use const_oid::AssociatedOid;
use der::{
    Decode, Encode,
    asn1::{Ia5String, OctetString},
    oid::ObjectIdentifier,
};
use x509_cert::ext::pkix::constraints::name::GeneralSubtree;
use x509_cert::ext::pkix::name::GeneralName;

use crate::error::{Result, RootCaError};

/// Trait for converting to and from X.509 extensions.
///
/// This trait provides methods to encode and decode X.509 extension values.
///
/// # Example
/// ```
/// use rootca::cert::extensions::{NameConstraints, ToAndFromX509Extension};
/// let nc = NameConstraints {
///     permitted_dns_domains: vec![".example.com".to_string()],
///     excluded_dns_domains: vec![],
/// };
/// let encoded = nc.to_x509_extension_value().unwrap();
/// let decoded = NameConstraints::from_x509_extension_value(&encoded).unwrap();
/// assert_eq!(nc, decoded);
/// ```
pub trait ToAndFromX509Extension {
    /// The Object Identifier (OID) for the extension.
    const OID: ObjectIdentifier;

    /// Encodes the extension into a DER-encoded byte vector.
    fn to_x509_extension_value(&self) -> Result<Vec<u8>>;

    /// Decodes the extension from a DER-encoded byte slice.
    fn from_x509_extension_value(extension: &[u8]) -> Result<Self>
    where
        Self: Sized;
}

/// Represents the Basic Constraints extension.
///
/// # Fields
/// * `is_ca` - Indicates if the certificate is a CA.
/// * `max_path_length` - The maximum number of intermediate CAs allowed below
///   this one. `None` means no limit.
#[derive(Debug, Clone, Copy, Default, PartialEq, Eq)]
pub struct BasicConstraints {
    pub is_ca: bool,
    pub max_path_length: Option<u8>,
}

impl ToAndFromX509Extension for BasicConstraints {
    const OID: ObjectIdentifier = x509_cert::ext::pkix::BasicConstraints::OID;

    fn to_x509_extension_value(&self) -> Result<Vec<u8>> {
        let bc = x509_cert::ext::pkix::BasicConstraints {
            ca: self.is_ca,
            path_len_constraint: self.max_path_length,
        };

        Ok(bc.to_der()?)
    }

    fn from_x509_extension_value(der_bytes: &[u8]) -> Result<Self> {
        let bc = x509_cert::ext::pkix::BasicConstraints::from_der(der_bytes)?;
        Ok(Self {
            is_ca: bc.ca,
            max_path_length: bc.path_len_constraint,
        })
    }
}

pub use der::flagset::FlagSet;
use x509_cert::ext::pkix::KeyUsage as X509KeyUsage;
pub use x509_cert::ext::pkix::KeyUsages;

/// Represents the Key Usage extension.
#[derive(Debug, Clone, Copy, PartialEq, Eq)]
pub struct KeyUsage(pub FlagSet<KeyUsages>);

impl KeyUsage {
    /// Certificate and CRL signing, the usages a root CA needs.
    pub fn certificate_authority() -> Self {
        Self(KeyUsages::KeyCertSign | KeyUsages::CRLSign)
    }
}

impl ToAndFromX509Extension for KeyUsage {
    const OID: ObjectIdentifier = <X509KeyUsage as AssociatedOid>::OID;

    fn to_x509_extension_value(&self) -> Result<Vec<u8>> {
        let ku = X509KeyUsage(self.0);
        Ok(ku.to_der()?)
    }

    fn from_x509_extension_value(extension: &[u8]) -> Result<Self> {
        let ku = X509KeyUsage::from_der(extension)?;
        Ok(Self(ku.0))
    }
}

/// Represents the Name Constraints extension, restricted to `dNSName` subtrees.
///
/// Each entry becomes one GeneralSubtree whose base is the string as given, so
/// `.example.com` permits subdomains only while `example.com` also permits the
/// domain itself.
#[derive(Debug, Clone, Default, PartialEq, Eq)]
pub struct NameConstraints {
    pub permitted_dns_domains: Vec<String>,
    pub excluded_dns_domains: Vec<String>,
}

fn dns_subtrees(domains: &[String]) -> Result<Option<Vec<GeneralSubtree>>> {
    if domains.is_empty() {
        return Ok(None);
    }
    domains
        .iter()
        .map(|domain| {
            let base = Ia5String::new(domain)
                .map(GeneralName::DnsName)
                .map_err(|e| RootCaError::InvalidInput(format!("{domain:?}: {e}")))?;
            Ok(GeneralSubtree {
                base,
                minimum: 0,
                maximum: None,
            })
        })
        .collect::<Result<Vec<_>>>()
        .map(Some)
}

fn dns_domains(subtrees: Option<&Vec<GeneralSubtree>>) -> Result<Vec<String>> {
    subtrees
        .into_iter()
        .flatten()
        .map(|subtree| match &subtree.base {
            GeneralName::DnsName(dns) => Ok(dns.to_string()),
            _ => Err(RootCaError::InvalidInput(
                "Unsupported general name type".to_string(),
            )),
        })
        .collect()
}

impl ToAndFromX509Extension for NameConstraints {
    const OID: ObjectIdentifier = x509_cert::ext::pkix::NameConstraints::OID;

    fn to_x509_extension_value(&self) -> Result<Vec<u8>> {
        let nc = x509_cert::ext::pkix::NameConstraints {
            permitted_subtrees: dns_subtrees(&self.permitted_dns_domains)?,
            excluded_subtrees: dns_subtrees(&self.excluded_dns_domains)?,
        };
        Ok(nc.to_der()?)
    }

    fn from_x509_extension_value(extension: &[u8]) -> Result<Self> {
        let nc = x509_cert::ext::pkix::NameConstraints::from_der(extension)?;
        Ok(Self {
            permitted_dns_domains: dns_domains(nc.permitted_subtrees.as_ref())?,
            excluded_dns_domains: dns_domains(nc.excluded_subtrees.as_ref())?,
        })
    }
}

/// Represents the Subject Key Identifier extension.
#[derive(Debug, Clone, PartialEq, Eq)]
pub struct SubjectKeyIdentifier {
    pub key_identifier: Vec<u8>,
}

impl ToAndFromX509Extension for SubjectKeyIdentifier {
    const OID: ObjectIdentifier = x509_cert::ext::pkix::SubjectKeyIdentifier::OID;

    fn to_x509_extension_value(&self) -> Result<Vec<u8>> {
        let ski = x509_cert::ext::pkix::SubjectKeyIdentifier(OctetString::new(
            self.key_identifier.as_slice(),
        )?);
        Ok(ski.to_der()?)
    }

    fn from_x509_extension_value(extension: &[u8]) -> Result<Self> {
        let ski = x509_cert::ext::pkix::SubjectKeyIdentifier::from_der(extension)?;
        Ok(Self {
            key_identifier: ski.0.as_bytes().to_vec(),
        })
    }
}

======

» REQUIRED ACTION
Once you find the string "RootCaError" in a line of the records, copy that line.

» WRITTEN ANSWER
use crate::error::{Result, RootCaError};
                .map_err(|e| RootCaError::InvalidInput(format!("{domain:?}: {e}")))?;
            _ => Err(RootCaError::InvalidInput(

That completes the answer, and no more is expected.